The recent Zika virus epidemic strained our public health systems due to its surprising severity and scale. It also revealed weaknesses in our surveillance networks as it circulated for more than a year in the Americas without detection. These weaknesses, some due to overlapping symptomology with other viruses and a lack of easy and inexpensive diagnostics, are also impeding our ability to determine the true scale of the epidemic, and importantly, when the epidemic can be declared over. Accurate and standardized reporting is key to fully understanding the burden of the Zika epidemic.

There are two primary ways in which active Zika virus transmission is reported. 1) Local reporting by countries engaging in clinical Zika virus surveillance (usually suspected and confirmed cases), in which the data is submitted to the Pan American Health Organization (PAHO) for open dissemination. These data provide the most comprehensive picture of local transmission, but due to large discrepancies in public health capabilities and reporting structures, comparing Zika incidence rates among different countries and territories will be skewed by several local biases. 2) Imported, or travel, infections are also reported by several agencies in regions with high travel volumes to regions with active Zika transmission, like the Florida Department of Health (DOH)US Centers for Disease Control and Prevention (CDC), and the European CDC (ECDC). The advantage of using imported cases detected through sentinel surveillance is that they can be utilized to understand outbreak dynamics in regions without local reporting.

We compared the temporal distribution of reported local and travel Zika cases to see if the trends overlap and if the travel cases are revealing evidence for transmission not captured locally (Figure 1A). We obtained local cases from individual countries and territories provided on the PAHO website (we converted bar graphs to spreadsheet: data here). We worked directly with the Florida DOH to obtain monthly travel cases (based on symptoms onset) by country of origin (data here), and requested similar data from the ECDC. The last local cases reported by PAHO from South America, Central America (+ Mexico), and the Caribbean were during August of 2017. For South America and Central America (+ Mexico), this also corresponded with the last travel cases from individuals visiting those regions, suggesting that the epidemic ended in 2017. For the Caribbean, however, travel cases were reported until February of 2018 and revealed a sudden spike in cases in the summer of 2017 (not captured by the local PAHO data). When we further sorted the Florida DOH and ECDC travel cases by the country of origin, we found that almost all of the Zika positive travelers recently visited Cuba (Figure 1B), suggesting that there was a local outbreak that went undetected.

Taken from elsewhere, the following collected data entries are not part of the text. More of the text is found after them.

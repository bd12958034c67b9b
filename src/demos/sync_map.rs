//! A concurrent map shared between threads without an outer lock.

use std::sync::Arc;
use std::thread;

use dashmap::DashMap;

fn concurrent_writes() -> Arc<DashMap<String, usize>> {
    let map = Arc::new(DashMap::new());
    let handles: Vec<_> = (0..4)
        .map(|worker| {
            let map = Arc::clone(&map);
            thread::spawn(move || {
                for i in 0..5 {
                    map.insert(format!("w{worker}-{i}"), worker * 10 + i);
                }
            })
        })
        .collect();
    for h in handles {
        let _ = h.join();
    }
    map
}

fn word_count(text: &str) -> DashMap<String, usize> {
    let counts = DashMap::new();
    thread::scope(|s| {
        for line in text.lines() {
            let counts = &counts;
            s.spawn(move || {
                for word in line.split_whitespace() {
                    *counts.entry(word.to_lowercase()).or_insert(0) += 1;
                }
            });
        }
    });
    counts
}

pub fn run() {
    println!("=== SyncMap ===\n");

    println!("--- Store from many threads ---");
    let map = concurrent_writes();
    println!("  entries: {}", map.len());
    if let Some(v) = map.get("w2-3") {
        println!("  load w2-3 -> {}", *v);
    }
    println!("  load missing -> {:?}", map.get("nope").map(|v| *v));

    println!("\n--- LoadOrStore / Delete ---");
    let existing = *map.entry("w0-0".to_string()).or_insert(999);
    let stored = *map.entry("fresh".to_string()).or_insert(42);
    println!("  existing key keeps {existing}, new key stores {stored}");
    let removed = map.remove("fresh");
    println!("  delete fresh -> {:?}", removed);

    println!("\n--- Range ---");
    let mut keys: Vec<String> = map
        .iter()
        .filter(|e| e.key().starts_with("w1"))
        .map(|e| format!("{}={}", e.key(), e.value()))
        .collect();
    keys.sort();
    println!("  {}", keys.join(" "));

    println!("\n--- Word count ---");
    let counts = word_count("the quick fox\nthe lazy dog\nThe end");
    let mut pairs: Vec<(String, usize)> = counts.into_iter().collect();
    pairs.sort();
    println!("  {:?}", pairs);

    println!("\n=== Key Points ===");
    println!("1. DashMap shards its locks, so threads rarely contend");
    println!("2. entry().or_insert() is load-or-store in one step");
    println!("3. Do not hold a Ref across another write to the same shard");
}

#[cfg(test)]
mod tests {
    use super::*;

    #[test]
    fn test_concurrent_writes_are_all_kept() {
        let map = concurrent_writes();
        assert_eq!(map.len(), 20);
        assert_eq!(*map.get("w3-4").unwrap(), 34);
    }

    #[test]
    fn test_word_count_folds_case() {
        let counts = word_count("a b\nA c\na");
        assert_eq!(*counts.get("a").unwrap(), 3);
        assert_eq!(*counts.get("c").unwrap(), 1);
    }
}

Figure 1. Travel cases reveal missing Zika virus outbreak in Cuba during 2017. (A) Local Zika cases reported to PAHO (left axis) and travel cases reported by the Florida DOH and the ECDC (right axis) were sorted by region. The ECDC data only extends to the end of 2017, while the Florida DOH data extends to June of 2018. (B) The Caribbean Zika travel reported by the Florida DOH and ECDC were sorted by the five most common and “other” origins.

To determine if travel cases can accurately reconstruct local Zika virus transmission, we compared the local incidence rates (local cases/100,000 population, from PAHO data) to travel incidence rates (travel cases/100,000 travelers per month) for each country of origin (Figure 2). We separated the ECDC travel data by the reporting country (United Kingdom, Spain, Italy, France, and The Netherlands) and show data for each origin-destination pair with at least 20 reported travel cases. We obtained air passenger travel volumes from the US Department of Transportation and the International Air Transport Association to calculate the travel incidence rates. For each country reporting local cases (all shown in Figure 2, except for Cuba), the travel incidence rates strongly correlate with local incidence (mean Spearman r = 0.747 [range = 0.577-0.884]). This suggests that surveillance of international travelers for infectious disease can be used when local disease reporting is not available. Importantly for this exercise, it also suggests that Cuba experienced a small Zika outbreak in 2016 followed by a large outbreak in 2017. By comparing the travel incidence rates to other countries, the 2017 Zika outbreak in Cuba appears to be as large as what was reported in 2016 for other Caribbean Islands, like the Dominican Republic, Jamaica, and Puerto Rico. If this is correct, based on the surrounding local standards, we could have expected 10,000 to 40,000 cases reported from Cuba during 2016-2017; the actual number of cases reported from Cuba were 187 in 2016 and none in 2017. We are actively developing a model to estimate the temporal distribution of cases that should have been reported and would love feedback on best methods to use, as well as ideas how best to tackle such questions.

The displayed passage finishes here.